[LOCAL REACTIONS OF LUTEINIZING HORMONE-RELEASING HORMONE AGENTS AND ITS EFFECTS ON CLINICAL OUTCOMES IN PROSTATE CANCER PATIENTS].

(Background) Currently, luteinizing hormone-releasing hormone (LH-RH) agonists and antagonists are used for androgen-deprivation therapy (ADT). However, they are associated with subcutaneous granuloma, rubor, dolor, calor, and eventual ulcer and/or abscess formation. The prevalence of these adverse effects, causes and mechanisms, and effects on serum testosterone levels and clinical outcomes are poorly understood. (Method) We collected the clinical records of men with pathologically diagnosed prostate cancer who were followed in our hospital. The primary aim of the study was to determine the prevalence of granuloma formation, its causes, and the mechanisms involved. The secondary aim was to analyze the effects of subcutaneous induration on serum testosterone levels and clinical outcomes. (Results) Overall, 185 men using leuprorelin (n=161; median age, 75 years), degarelix (n=21; median age, 76), or goserelin (n=3; median age, 76) were analyzed. In the leuprorelin cohort, 51 patients (33.5%) had subjective and/or objective subcutaneous induration and 2 (1.2%) had a large lesion (diameter > 3.0 cm).
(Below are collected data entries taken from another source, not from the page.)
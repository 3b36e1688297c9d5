//! Typed get/set built atop [`Document`]'s string accessors.
//!
//! One generic accessor per access pattern instead of a method per
//! scalar type: anything `FromStr + Display` works (bool, the integer
//! and float types, strings, and user types alike).

use std::fmt::Display;
use std::str::FromStr;
use std::sync::OnceLock;

use regex::Regex;

use crate::document::Document;

/// A stored value that cannot be parsed as the requested type.
///
/// Only the eager `get_or_set*` accessors surface this: once a
/// malformed value is already on disk there is no sensible default to
/// fall back to. The optional accessors report the same situation as
/// absent.
#[derive(Debug, thiserror::Error)]
#[error("value {value:?} at {path:?} does not parse as {wanted}")]
pub struct ValueError {
    pub path: Vec<String>,
    pub value: String,
    pub wanted: &'static str,
}

impl ValueError {
    fn new<T>(path: &[&str], value: &str) -> Self {
        Self {
            path: path.iter().map(|s| s.to_string()).collect(),
            value: value.to_string(),
            wanted: std::any::type_name::<T>(),
        }
    }
}

impl Document {
    /// The value at `path`, parsed as `T` after trimming. Absent when
    /// the section is missing or its value fails to parse.
    pub fn get_parsed<T: FromStr>(&self, path: &[&str]) -> Option<T> {
        self.get_str(path)?.trim().parse().ok()
    }

    /// Set the value at `path` from any displayable type, creating the
    /// section if necessary.
    pub fn set_display<T: Display>(&mut self, value: T, path: &[&str]) {
        self.set(&value.to_string(), path);
    }

    /// The value at `path` parsed as `T`, storing and returning
    /// `default` when the section is absent. A present but malformed
    /// value is a loud [`ValueError`].
    pub fn get_or_set<T>(&mut self, default: T, path: &[&str]) -> Result<T, ValueError>
    where
        T: FromStr + Display,
    {
        self.get_or_set_with(|| default, path)
    }

    /// Like [`Document::get_or_set`], but the default is only computed
    /// when actually needed.
    pub fn get_or_set_with<T, F>(&mut self, default: F, path: &[&str]) -> Result<T, ValueError>
    where
        T: FromStr + Display,
        F: FnOnce() -> T,
    {
        let id = match self.get(path) {
            Some(id) => id,
            None => {
                let value = default().to_string();
                self.get_or_create(path, &value)
            }
        };
        let raw = self.tree().value(id).trim();
        raw.parse().map_err(|_| ValueError::new::<T>(path, raw))
    }

    /// The value at `path`, decoded as an array of `T`. Absent when the
    /// section is missing or any element fails to parse.
    pub fn get_parsed_array<T: FromStr>(&self, path: &[&str]) -> Option<Vec<T>> {
        let raw = self.get_str(path)?;
        split_array(raw.trim())
            .into_iter()
            .map(|element| element.parse().ok())
            .collect()
    }

    /// Set the value at `path` to the `[a, b, c]` encoding of `values`.
    pub fn set_array<T: Display>(&mut self, values: &[T], path: &[&str]) {
        self.set(&join_array(values), path);
    }

    /// The array at `path`, storing and returning `default` when the
    /// section is absent. A present value with a malformed element is a
    /// loud [`ValueError`].
    pub fn get_or_set_array<T>(&mut self, default: &[T], path: &[&str]) -> Result<Vec<T>, ValueError>
    where
        T: FromStr + Display,
    {
        self.get_or_set_array_encoded(|| join_array(default), path)
    }

    /// Like [`Document::get_or_set_array`], with a lazily computed
    /// default.
    pub fn get_or_set_array_with<T, F>(
        &mut self,
        default: F,
        path: &[&str],
    ) -> Result<Vec<T>, ValueError>
    where
        T: FromStr + Display,
        F: FnOnce() -> Vec<T>,
    {
        self.get_or_set_array_encoded(|| join_array(&default()), path)
    }

    fn get_or_set_array_encoded<T, F>(&mut self, encode: F, path: &[&str]) -> Result<Vec<T>, ValueError>
    where
        T: FromStr,
        F: FnOnce() -> String,
    {
        let id = match self.get(path) {
            Some(id) => id,
            None => {
                let encoded = encode();
                self.get_or_create(path, &encoded)
            }
        };
        let raw = self.tree().value(id).trim().to_string();
        split_array(&raw)
            .into_iter()
            .map(|element| {
                element
                    .parse()
                    .map_err(|_| ValueError::new::<T>(path, &raw))
            })
            .collect()
    }
}

/// Split an array-encoded value into element strings.
///
/// A value wrapped in `[` `]` splits on comma plus one optional
/// whitespace; anything else, including malformed bracket syntax,
/// falls back to splitting on runs of whitespace, never an error.
fn split_array(value: &str) -> Vec<&str> {
    static ELEMENT_SPLIT: OnceLock<Regex> = OnceLock::new();
    if let Some(inner) = value.strip_prefix('[').and_then(|v| v.strip_suffix(']')) {
        let re = ELEMENT_SPLIT
            .get_or_init(|| Regex::new(r",\s?").expect("invalid array element regex"));
        re.split(inner).collect()
    } else {
        value.split_whitespace().collect()
    }
}

/// The `[a, b, c]` text encoding written by the array setters.
fn join_array<T: Display>(values: &[T]) -> String {
    let elements: Vec<String> = values.iter().map(|v| v.to_string()).collect();
    format!("[{}]", elements.join(", "))
}
pub mod document;
pub mod io;
pub mod parsing;
pub mod tree;
pub mod values;

// Re-export key types for easier usage
pub use document::Document;
pub use tree::{Comments, SectionId, SectionTree};
pub use values::ValueError;
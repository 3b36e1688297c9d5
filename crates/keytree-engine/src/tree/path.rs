/// Single-use forward cursor over the key segments of a section path.
///
/// Once exhausted it stays exhausted; callers build a fresh cursor per
/// traversal. `has_next` lets tree creation distinguish an intermediate
/// segment from the final one mid-walk.
#[derive(Debug)]
pub struct Path<'a> {
    segments: &'a [&'a str],
    index: usize,
}

impl<'a> Path<'a> {
    pub fn new(segments: &'a [&'a str]) -> Self {
        Self { segments, index: 0 }
    }

    /// Whether any segments remain in front of the cursor.
    pub fn has_next(&self) -> bool {
        self.index < self.segments.len()
    }
}

impl<'a> Iterator for Path<'a> {
    type Item = &'a str;

    fn next(&mut self) -> Option<&'a str> {
        let segment = self.segments.get(self.index)?;
        self.index += 1;
        Some(segment)
    }
}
In the degarelix cohort, 18 patients (85.7%) developed induration and 8 (38%) had a large lesion. One month after the start of ADT, patients in the leuprorelin and degarelix cohorts had median serum testosterone levels that reached the same level as that after castration. There was no significant difference in the overall survival rate between the leuprorelin and degarelix cohorts. There was no significant difference in the serum testosterone level or overall survival rate between patients with or without induration. (Conclusions) The local adverse effects of LH-RH agents are prevalent, but we can regulate the adverse effects by understanding the mechanism involved. The formation of subcutaneous induration did not affect the serum testosterone level or clinical outcome.